Lines holding the word "standard" are the ones to copy from the data below.

Entries taken from a collection:
>>>
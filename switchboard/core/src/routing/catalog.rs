//! Provider Catalog
//!
//! Static capability table. Read-only after construction and used only as
//! scoring input and for default model names.

use std::collections::BTreeMap;

use serde::{Deserialize, Serialize};

use crate::provider::ProviderId;

/// Reasoning weight assumed for a provider missing from the catalog
pub const DEFAULT_REASONING_WEIGHT: f64 = 0.5;

/// Coarse reasoning capability
#[derive(Clone, Copy, Debug, PartialEq, Eq, Serialize, Deserialize)]
#[serde(rename_all = "snake_case")]
pub enum ReasoningTier {
    /// Small local models
    Low,
    /// Mid-sized hosted models
    Medium,
    /// Frontier models
    High,
}

/// Coarse latency class
#[derive(Clone, Copy, Debug, PartialEq, Eq, Serialize, Deserialize)]
#[serde(rename_all = "snake_case")]
pub enum SpeedTier {
    /// Runs on local hardware
    Local,
    /// Typical hosted API
    Medium,
    /// Specialised inference hardware
    UltraFast,
}

/// Static description of a provider
#[derive(Clone, Debug, PartialEq, Serialize, Deserialize)]
pub struct ProviderProfile {
    /// Reasoning capability in [0, 1], fed to the scorer
    pub reasoning_weight: f64,
    /// Reasoning tier
    pub reasoning: ReasoningTier,
    /// Speed tier
    pub speed: SpeedTier,
    /// Context window in tokens
    pub max_tokens: u32,
    /// Model used when the caller gives none
    pub default_model: String,
}

impl ProviderProfile {
    /// Built-in profile for `provider`
    #[must_use]
    pub fn standard(provider: ProviderId) -> Self {
        let (reasoning_weight, reasoning, speed, max_tokens, default_model) = match provider {
            ProviderId::OpenAi => (1.0, ReasoningTier::High, SpeedTier::Medium, 128_000, "gpt-4o-mini"),
            ProviderId::Groq => (
                0.6,
                ReasoningTier::Medium,
                SpeedTier::UltraFast,
                32_000,
                "llama-3.1-8b-instant",
            ),
            ProviderId::Gemini => (
                1.0,
                ReasoningTier::High,
                SpeedTier::Medium,
                1_000_000,
                "gemini-1.5-flash",
            ),
            ProviderId::Ollama => (0.3, ReasoningTier::Low, SpeedTier::Local, 8_000, "llama3.2"),
        };
        Self {
            reasoning_weight,
            reasoning,
            speed,
            max_tokens,
            default_model: default_model.to_string(),
        }
    }
}

/// Capability table keyed by provider
#[derive(Clone, Debug, Default, PartialEq)]
pub struct ProviderCatalog {
    profiles: BTreeMap<ProviderId, ProviderProfile>,
}

impl ProviderCatalog {
    /// Catalog with no entries; every provider scores with the default weight
    #[must_use]
    pub fn empty() -> Self {
        Self::default()
    }

    /// Catalog with the built-in profile of every provider
    #[must_use]
    pub fn standard() -> Self {
        ProviderId::ALL
            .into_iter()
            .fold(Self::empty(), |catalog, p| {
                catalog.with_profile(p, ProviderProfile::standard(p))
            })
    }

    /// Add or replace a profile
    #[must_use]
    pub fn with_profile(mut self, provider: ProviderId, profile: ProviderProfile) -> Self {
        self.profiles.insert(provider, profile);
        self
    }

    /// Profile for `provider`, if present
    #[must_use]
    pub fn get(&self, provider: ProviderId) -> Option<&ProviderProfile> {
        self.profiles.get(&provider)
    }

    /// Reasoning weight of `provider`, falling back to [`DEFAULT_REASONING_WEIGHT`]
    #[must_use]
    pub fn reasoning_weight(&self, provider: ProviderId) -> f64 {
        self.get(provider)
            .map_or(DEFAULT_REASONING_WEIGHT, |p| p.reasoning_weight)
    }

    /// Default model of `provider`, falling back to the built-in profile
    #[must_use]
    pub fn default_model(&self, provider: ProviderId) -> String {
        self.get(provider).map_or_else(
            || ProviderProfile::standard(provider).default_model,
            |p| p.default_model.clone(),
        )
    }
}
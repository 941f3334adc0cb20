//! LLM Provider Integration
//!
//! Uniform access to the backends the router can dispatch to, through the
//! [`LlmProvider`] trait.
//!
//! # Available Providers
//!
//! - **OpenAI** and **Groq**: OpenAI-compatible chat completions
//! - **Gemini**: Google `generateContent`
//! - **Ollama**: self-hosted server, the local fallback
//!
//! # Usage
//!
//! ```ignore
//! use switchboard_core::provider::{ProviderSet, ProviderSettings};
//!
//! let providers = ProviderSet::from_settings(&ProviderSettings::default());
//! let ollama = providers.get(ProviderId::Ollama).unwrap();
//! let text = ollama.generate(&GenerateRequest::new("Hello!", "llama3.2")).await?;
//! ```

mod error;
mod gemini;
mod http;
mod id;
mod ollama;
mod openai;
mod traits;

use std::collections::BTreeMap;
use std::fmt;
use std::sync::Arc;
use std::time::Duration;

pub use error::{ErrorClass, ProviderError};
pub use gemini::{resolve_model as resolve_gemini_model, GeminiProvider, GEMINI_BASE_URL};
pub use http::RetryPolicy;
pub use id::{ParseProviderError, ProviderId, RequestedProvider};
pub use ollama::{OllamaProvider, OLLAMA_BASE_URL};
pub use openai::{OpenAiCompatProvider, GROQ_BASE_URL, OPENAI_BASE_URL};
pub use traits::{GenerateRequest, LlmProvider, DEFAULT_TEMPERATURE};

// ============================================================================
// Provider Settings
// ============================================================================

/// Connection settings for every provider client
#[derive(Clone)]
pub struct ProviderSettings {
    /// OpenAI API key
    pub openai_api_key: Option<String>,
    /// Groq API key
    pub groq_api_key: Option<String>,
    /// Gemini API key
    pub gemini_api_key: Option<String>,
    /// Override for the OpenAI API base
    pub openai_base_url: Option<String>,
    /// Override for the Groq API base
    pub groq_base_url: Option<String>,
    /// Override for the Gemini API base
    pub gemini_base_url: Option<String>,
    /// Ollama server address
    pub ollama_base_url: String,
    /// HTTP client timeout for generation calls
    pub request_timeout: Duration,
    /// Internal retry on transient failures
    pub retry: RetryPolicy,
}

impl Default for ProviderSettings {
    fn default() -> Self {
        Self {
            openai_api_key: None,
            groq_api_key: None,
            gemini_api_key: None,
            openai_base_url: None,
            groq_base_url: None,
            gemini_base_url: None,
            ollama_base_url: OLLAMA_BASE_URL.to_string(),
            request_timeout: Duration::from_secs(30),
            retry: RetryPolicy::default(),
        }
    }
}

// Keys never reach logs.
impl fmt::Debug for ProviderSettings {
    fn fmt(&self, f: &mut fmt::Formatter<'_>) -> fmt::Result {
        fn redact(key: &Option<String>) -> &'static str {
            if key.is_some() {
                "<set>"
            } else {
                "<unset>"
            }
        }

        f.debug_struct("ProviderSettings")
            .field("openai_api_key", &redact(&self.openai_api_key))
            .field("groq_api_key", &redact(&self.groq_api_key))
            .field("gemini_api_key", &redact(&self.gemini_api_key))
            .field("openai_base_url", &self.openai_base_url)
            .field("groq_base_url", &self.groq_base_url)
            .field("gemini_base_url", &self.gemini_base_url)
            .field("ollama_base_url", &self.ollama_base_url)
            .field("request_timeout", &self.request_timeout)
            .field("retry", &self.retry)
            .finish()
    }
}

// ============================================================================
// Provider Set
// ============================================================================

/// The provider clients available to a router, keyed by identity
#[derive(Clone, Default)]
pub struct ProviderSet {
    providers: BTreeMap<ProviderId, Arc<dyn LlmProvider>>,
}

impl ProviderSet {
    /// Create an empty set
    #[must_use]
    pub fn new() -> Self {
        Self::default()
    }

    /// Build one client per provider from settings
    #[must_use]
    pub fn from_settings(settings: &ProviderSettings) -> Self {
        let timeout = settings.request_timeout;
        Self::new()
            .with(
                OpenAiCompatProvider::openai(
                    settings.openai_base_url.clone(),
                    settings.openai_api_key.clone(),
                    timeout,
                )
                .with_retry(settings.retry.clone()),
            )
            .with(
                OpenAiCompatProvider::groq(
                    settings.groq_base_url.clone(),
                    settings.groq_api_key.clone(),
                    timeout,
                )
                .with_retry(settings.retry.clone()),
            )
            .with(
                GeminiProvider::new(
                    settings.gemini_base_url.clone(),
                    settings.gemini_api_key.clone(),
                    timeout,
                )
                .with_retry(settings.retry.clone()),
            )
            .with(
                OllamaProvider::new(settings.ollama_base_url.clone(), timeout)
                    .with_retry(settings.retry.clone()),
            )
    }

    /// Add a provider, replacing any client registered under the same id
    #[must_use]
    pub fn with(mut self, provider: impl LlmProvider + 'static) -> Self {
        self.insert(Arc::new(provider));
        self
    }

    /// Add a shared provider, replacing any client registered under the same id
    pub fn insert(&mut self, provider: Arc<dyn LlmProvider>) {
        self.providers.insert(provider.id(), provider);
    }

    /// Client for `id`, if registered
    #[must_use]
    pub fn get(&self, id: ProviderId) -> Option<&Arc<dyn LlmProvider>> {
        self.providers.get(&id)
    }

    /// Whether a client is registered for `id`
    #[must_use]
    pub fn contains(&self, id: ProviderId) -> bool {
        self.providers.contains_key(&id)
    }

    /// Registered ids in stable order
    pub fn ids(&self) -> impl Iterator<Item = ProviderId> + '_ {
        self.providers.keys().copied()
    }

    /// Registered clients in stable order
    pub fn iter(&self) -> impl Iterator<Item = &Arc<dyn LlmProvider>> {
        self.providers.values()
    }

    /// Number of registered clients
    #[must_use]
    pub fn len(&self) -> usize {
        self.providers.len()
    }

    /// Whether no client is registered
    #[must_use]
    pub fn is_empty(&self) -> bool {
        self.providers.is_empty()
    }
}

impl fmt::Debug for ProviderSet {
    fn fmt(&self, f: &mut fmt::Formatter<'_>) -> fmt::Result {
        f.debug_list().entries(self.ids()).finish()
    }
}

#[cfg(test)]
mod tests {
    use super::*;

    #[test]
    fn test_from_settings_registers_every_provider() {
        let set = ProviderSet::from_settings(&ProviderSettings::default());

        assert_eq!(set.len(), 4);
        assert_eq!(set.ids().collect::<Vec<_>>(), ProviderId::ALL.to_vec());
        for id in ProviderId::ALL {
            assert_eq!(set.get(id).map(|p| p.id()), Some(id));
        }
    }

    #[test]
    fn test_credentials_follow_settings() {
        let settings = ProviderSettings {
            groq_api_key: Some("gsk-test".to_string()),
            ..ProviderSettings::default()
        };
        let set = ProviderSet::from_settings(&settings);

        assert!(set.get(ProviderId::Groq).unwrap().has_credentials());
        assert!(!set.get(ProviderId::OpenAi).unwrap().has_credentials());
        assert!(set.get(ProviderId::Ollama).unwrap().has_credentials());
    }

    #[test]
    fn test_with_replaces_same_id() {
        let set = ProviderSet::new()
            .with(OllamaProvider::new("http://a:11434", Duration::from_secs(1)))
            .with(OllamaProvider::new("http://b:11434", Duration::from_secs(1)));
        assert_eq!(set.len(), 1);
        assert!(!set.contains(ProviderId::Gemini));
    }

    #[test]
    fn test_settings_debug_redacts_keys() {
        let settings = ProviderSettings {
            openai_api_key: Some("sk-secret".to_string()),
            ..ProviderSettings::default()
        };
        let debug = format!("{settings:?}");
        assert!(!debug.contains("sk-secret"));
        assert!(debug.contains("<set>"));
    }
}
<<<
(Response to the task)
    pub fn standard(provider: ProviderId) -> Self {
    pub fn standard() -> Self {
                catalog.with_profile(p, ProviderProfile::standard(p))
            || ProviderProfile::standard(provider).default_model,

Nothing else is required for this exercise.